FOR IMMEDIATE RELEASE
October 7, 2013

URBANA, Ill. - Landscape edging plays an important role in pulling the landscape together, said a University of Illinois Extension horticulture educator.

"Edging's function is simple," said Rhonda Ferree. "It forms a clean, neat line between planting areas and turf or groundcovers. When installed properly, it should blend in with the landscape, minimize hand trimming, and help contain mulches within the bed areas."

While beds can be edged by hand, Ferree said it is hard work and must be touched up once or twice a year. She added that she particularly likes the look of a hand-edged bed.

To create edging, start by using a sharp spade to cut an edge and then remove the soil and grass to form a small cliff.

"You can leave it hand-edged like this or fill the space with something solid like steel, wood, brick, stone, or plastic. An edging area 4 inches deep and wide can easily contain bluegrass," she said.

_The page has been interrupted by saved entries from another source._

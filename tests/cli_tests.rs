use assert_cmd::prelude::*; // Add methods on commands
use predicates::prelude::*; // Used for writing assertions
use std::fs;
use std::process::Command; // Run programs
use tempfile::tempdir; // Create temporary directories for testing

fn bar_forge(dir: &tempfile::TempDir) -> Result<Command, Box<dyn std::error::Error>> {
    let mut cmd = Command::cargo_bin("bar-forge")?;
    // Keep a stray bar-forge.toml or BAR_FORGE_* variable out of the run
    cmd.current_dir(dir.path());
    cmd.env("RUST_LOG", "info");
    cmd.env_remove("BAR_FORGE_SEED");
    cmd.env_remove("BAR_FORGE_ROWS");
    cmd.env_remove("BAR_FORGE_COLS");
    cmd.env_remove("BAR_FORGE_LAYOUT");
    Ok(cmd)
}

#[test]
fn test_basic_carve_run() -> Result<(), Box<dyn std::error::Error>> {
    let tmp_dir = tempdir()?;
    let output_file = tmp_dir.path().join("bar.txt");

    let mut cmd = bar_forge(&tmp_dir)?;
    cmd.arg("--seed")
        .arg("happy hour")
        .arg("--rows")
        .arg("20")
        .arg("--cols")
        .arg("20")
        .arg("--output-path")
        .arg(&output_file);

    cmd.assert()
        .success()
        .stderr(predicate::str::contains("Accepted map for seed 'happy hour'"));

    let text = fs::read_to_string(&output_file)?;
    let lines: Vec<&str> = text.lines().collect();
    assert_eq!(lines.len(), 20);
    assert!(lines.iter().all(|line| line.len() == 20));
    assert_eq!(text.matches('0').count(), 1);
    assert!(text.contains('R') && text.contains('C'));

    Ok(())
}

#[test]
fn test_map_goes_to_stdout_without_output_path() -> Result<(), Box<dyn std::error::Error>> {
    let tmp_dir = tempdir()?;
    let mut cmd = bar_forge(&tmp_dir)?;
    cmd.arg("--seed").arg("stdout");

    cmd.assert()
        .success()
        .stdout(predicate::str::contains("R").and(predicate::str::contains("#")));

    Ok(())
}

#[test]
fn test_same_seed_same_output() -> Result<(), Box<dyn std::error::Error>> {
    let tmp_dir = tempdir()?;
    let first = bar_forge(&tmp_dir)?.arg("--seed").arg("twice").output()?;
    let second = bar_forge(&tmp_dir)?.arg("--seed").arg("twice").output()?;
    assert!(first.status.success());
    assert_eq!(first.stdout, second.stdout);
    Ok(())
}

#[test]
fn test_wfc_layout_with_bundled_library() -> Result<(), Box<dyn std::error::Error>> {
    let tmp_dir = tempdir()?;
    let mut cmd = bar_forge(&tmp_dir)?;
    cmd.arg("--seed").arg("wfc-run").arg("--layout").arg("wfc");

    cmd.assert()
        .success()
        .stderr(predicate::str::contains("wfc layout"));

    Ok(())
}

#[test]
fn test_config_file_layer() -> Result<(), Box<dyn std::error::Error>> {
    let tmp_dir = tempdir()?;
    let output_file = tmp_dir.path().join("from_config.txt");
    fs::write(
        tmp_dir.path().join("bar-forge.toml"),
        "rows = 16\ncols = 18\nseed = \"configured\"\n",
    )?;

    let mut cmd = bar_forge(&tmp_dir)?;
    cmd.arg("--output-path").arg(&output_file);
    cmd.assert()
        .success()
        .stderr(predicate::str::contains("seed 'configured'"));

    let text = fs::read_to_string(&output_file)?;
    assert_eq!(text.lines().count(), 16);
    Ok(())
}

#[test]
fn test_env_layer_overrides_defaults() -> Result<(), Box<dyn std::error::Error>> {
    let tmp_dir = tempdir()?;
    let mut cmd = bar_forge(&tmp_dir)?;
    cmd.env("BAR_FORGE_SEED", "from-env");
    cmd.assert()
        .success()
        .stderr(predicate::str::contains("seed 'from-env'"));
    Ok(())
}

#[test]
fn test_survey_writes_csv() -> Result<(), Box<dyn std::error::Error>> {
    let tmp_dir = tempdir()?;
    let csv_file = tmp_dir.path().join("survey.csv");

    let mut cmd = bar_forge(&tmp_dir)?;
    cmd.arg("--seed")
        .arg("survey")
        .arg("--survey")
        .arg("4")
        .arg("--survey-csv")
        .arg(&csv_file);

    cmd.assert()
        .success()
        .stderr(predicate::str::contains("Survey finished"));

    let text = fs::read_to_string(&csv_file)?;
    let lines: Vec<&str> = text.lines().collect();
    assert_eq!(lines[0], "Seed,Status,Archetype,Layout,Attempts,Error");
    assert_eq!(lines.len(), 5);
    assert!(lines[1].starts_with("survey-0,"));
    Ok(())
}

#[test]
fn test_too_small_grid_fails() -> Result<(), Box<dyn std::error::Error>> {
    let tmp_dir = tempdir()?;
    let mut cmd = bar_forge(&tmp_dir)?;
    cmd.arg("--rows").arg("4");

    cmd.assert()
        .failure()
        .code(1)
        .stderr(predicate::str::contains("Invalid generation context"));
    Ok(())
}

#[test]
fn test_missing_pattern_file_fails() -> Result<(), Box<dyn std::error::Error>> {
    let tmp_dir = tempdir()?;
    let mut cmd = bar_forge(&tmp_dir)?;
    cmd.arg("--pattern-file").arg("does_not_exist.json");

    cmd.assert()
        .failure()
        .stderr(predicate::str::contains("Pattern Library Error"));
    Ok(())
}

The material used for edging should be long lasting, strong, and should complement the rest of the landscape. Ferree provided these pointers about each type:

• Metal edging, including steel and aluminum, is the longest lasting. Steel edgings have been around for more than 30 years but are relatively expensive, difficult to install properly, and have problems with frost heaving in the winter. The best places to use steel edging are where a great deal of side-strength is required, such as driveway work. Aluminum edging is easier to work with, but the silver color appears unnatural in many landscapes.

• Brick, stone, and concrete make useful and decorative edging. Be sure the brick or pavers are well fired so they are waterproof. Stone should be at least 3 inches thick and at least 4 inches wide to stop the grass. A sand or concrete base containing reinforcing rods provides added durability and strength. The newer continuous concrete edging poured by special machines is becoming popular and resists cracking due to the addition of polyolefin fibers.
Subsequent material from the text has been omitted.